According to the flyers that appeared around campus last weekend, Workers for Justice (WFJ) and their supporters are sponsoring a boycott of the Pomona dining halls this Saturday. Coincidentally, this weekend is also Family Weekend. The coincidence begs the question: was this boycott planned in order to bring our parents up to speed on the Pomona workers’ fight for unionization?
While holding the boycott on Family Weekend would be a good tactic to raise awareness for this long, drawn-out squabble, I think that WFJ and their supporters just did a poor job timing the event. After all, it’s Family Weekend, not Workers’ “Rights” Weekend. This time is not meant to be a platform for debate between students and their parents, or parents and the administration. It’s a time for family members who haven’t seen each other in over a month—and most likely will not see each other for at least another month— to catch up and enjoy each other’s company for these brief few days.
However, since families are suppose to “join [their] student for lunch in Frank or Frary Dining Hall” on Saturday, the boycott and accompanying pressure not to enter the dining halls not only hinders the aims of this weekend but directly attacks them by cutting into family time. If more than a week’s notice would have been given by a more wide-reaching form of communication than flyers, then maybe families could have planned other dining accommodations at a nearby restaurant. Maybe families will still be able to find other brunch options on this crowded weekend, but restaurant reservations typically fill up weeks in advance. Other than reduction in peaceful, non-stressful family time, since part (no matter how miniscule) of the registration fee for Family Weekend went to cover the cost of Saturday brunch, will WFJ refund this part of the registration fees to those parents who decide to participate in the boycott?

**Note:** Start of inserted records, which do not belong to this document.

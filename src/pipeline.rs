//! Execution pipeline (§4.3): `Kernel::dispatch` — the single entry point a
//! host transport calls for every `tools/call`.

use crate::context::ExecutionContext;
use crate::error::{ErrorBuilder, KernelError, Severity};
use crate::handler::HandlerOutput;
use crate::middleware::builtin::{CTX_ACTION_NAME, CTX_CACHEABLE, CTX_TOOL_NAME};
use crate::policy::decorate_invalidation;
use crate::progress::ProgressSink;
use crate::registry::{CompiledAction, Kernel, RouteKind};
use crate::schema::validate;
use serde_json::Value;
use std::sync::Arc;
use std::time::Instant;

impl Kernel {
    /// Route, validate, dispatch, present, and decorate a single call.
    /// Never panics and never returns `Err` — every failure mode becomes an
    /// error [`crate::response::WireResponse`] (§7).
    pub async fn dispatch(
        &self,
        route_name: &str,
        raw_args: Value,
        ctx: ExecutionContext,
        progress: Option<ProgressSink>,
    ) -> crate::response::WireResponse {
        self.observer.on_dispatch_start(route_name);
        let started = Instant::now();

        let response = self.dispatch_inner(route_name, raw_args, ctx, progress).await;

        self.observer
            .on_dispatch_end(route_name, response.is_error, started.elapsed());
        self.decorate(route_name, response)
    }

    async fn dispatch_inner(
        &self,
        route_name: &str,
        raw_args: Value,
        mut ctx: ExecutionContext,
        progress: Option<ProgressSink>,
    ) -> crate::response::WireResponse {
        let Some(route) = self.routes.get(route_name) else {
            return error_response(
                "unknown_tool",
                Severity::Error,
                format!("unknown tool '{route_name}'"),
                Some("call tools/list to see available tools".to_string()),
            );
        };

        let (action, mut args_obj, discriminator) = match &route.kind {
            RouteKind::Flat(action) => (action.clone(), into_object(raw_args), None),
            RouteKind::Grouped {
                discriminator_field,
                actions,
            } => {
                let mut obj = into_object(raw_args);
                let available = || actions.keys().cloned().collect::<Vec<_>>().join(", ");
                let Some(selector) = obj.remove(discriminator_field.as_str()).and_then(|v| v.as_str().map(String::from))
                else {
                    return error_response(
                        "discriminator_required",
                        Severity::Error,
                        format!("{discriminator_field} is required, available: {}", available()),
                        None,
                    );
                };
                let Some(action) = actions.get(&selector) else {
                    return error_response(
                        "unknown_action",
                        Severity::Error,
                        format!("unknown action '{selector}', available: {}", available()),
                        None,
                    );
                };
                (action.clone(), obj, Some((discriminator_field.clone(), selector)))
            }
        };

        let select = extract_select(&mut args_obj);
        let label = format!("{}/{}", action.tool_name, action.action_key);

        let mut validated = match validate(&action.schema, &Value::Object(args_obj)) {
            Ok(args) => args,
            Err(errors) => {
                let detail = errors
                    .iter()
                    .map(|e| format!("{label} {}: {}", e.path, e.message))
                    .collect::<Vec<_>>()
                    .join("; ");
                return error_response("validation_failed", Severity::Error, detail, None);
            }
        };

        if let Some((field, value)) = discriminator {
            validated.insert(field, Value::String(value));
        }

        ctx.insert(CTX_TOOL_NAME, Value::String(action.tool_name.clone()));
        ctx.insert(CTX_ACTION_NAME, Value::String(action.action_key.clone()));
        ctx.insert(CTX_CACHEABLE, Value::Bool(action.cacheable));

        let output = match (action.chain)(ctx.clone(), validated, progress).await {
            Ok(output) => output,
            Err(err) => {
                return error_response("handler_error", Severity::Error, format!("[{label}] {err}"), None);
            }
        };

        self.post_process(&action, output, &ctx, select.as_deref())
    }

    fn post_process(
        &self,
        action: &Arc<CompiledAction>,
        output: HandlerOutput,
        ctx: &ExecutionContext,
        select: Option<&[String]>,
    ) -> crate::response::WireResponse {
        match output {
            HandlerOutput::Wire(wire) => wire,
            HandlerOutput::Datum(datum) => match &action.presenter {
                Some(presenter) => match presenter.present(&datum, ctx, select) {
                    Ok(wire) => wire,
                    Err(KernelError::PresenterValidation(detail)) => {
                        error_response("presenter_validation_failed", Severity::Critical, detail, None)
                    }
                    Err(other) => error_response("presenter_error", Severity::Critical, other.to_string(), None),
                },
                None => wrap_raw_datum(datum),
            },
        }
    }

    fn decorate(&self, route_name: &str, response: crate::response::WireResponse) -> crate::response::WireResponse {
        let Some(policy) = &self.policy else {
            return response;
        };
        let resolved = policy.resolve(route_name);
        match decorate_invalidation(route_name, resolved.as_deref(), response.is_error) {
            Some(block) => response.with_prepended(block),
            None => response,
        }
    }
}

fn into_object(value: Value) -> serde_json::Map<String, Value> {
    match value {
        Value::Object(map) => map,
        _ => serde_json::Map::new(),
    }
}

fn extract_select(obj: &mut serde_json::Map<String, Value>) -> Option<Vec<String>> {
    obj.remove("_select").and_then(|v| v.as_array().map(|arr| {
        arr.iter().filter_map(|item| item.as_str().map(String::from)).collect()
    }))
}

fn wrap_raw_datum(datum: Value) -> crate::response::WireResponse {
    match datum {
        Value::String(s) => crate::response::WireResponse::text(s),
        other => crate::response::WireResponse::text(serde_json::to_string_pretty(&other).unwrap_or_default()),
    }
}

fn error_response(code: &str, severity: Severity, message: String, suggestion: Option<String>) -> crate::response::WireResponse {
    let mut builder = ErrorBuilder::new(code, message).severity(severity);
    if let Some(suggestion) = suggestion {
        builder = builder.suggestion(suggestion);
    }
    crate::response::WireResponse::from_error(&builder.build())
}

Furthermore, the boycott could have been held on plenty of dates that did not interfere with Family Weekend. If the boycott had taken place anytime earlier this week, TSL could have covered it and families would have been able to read about the event, just as they are reading the other articles about WFJ in this issue. Not only would this article have raised awareness, it would have done away with the shock-and-awe factor of a boycott while detailing a fair and accurate history of the push for unionization. TSL could have discussed how the administration has acted in their full legal right by allowing a secret ballot vote rather than a card check, or how the last boycott elicited many e-mails from Dean Feldblum about Students in Support of Workers for Justice harassing other students who chose to cross the picket lines and eat at a Pomona dining hall. Surely, a series of articles would have better informed families about the unionization efforts than the boycott tomorrow, which will play on peoples’ emotions and paint a skewed picture of the issue. And of course, this is negating any presumption that families have heard of the WFJ efforts through e-mails, their students, TSL, Pomona’s website, or the various other media outlets the unionization process has reached.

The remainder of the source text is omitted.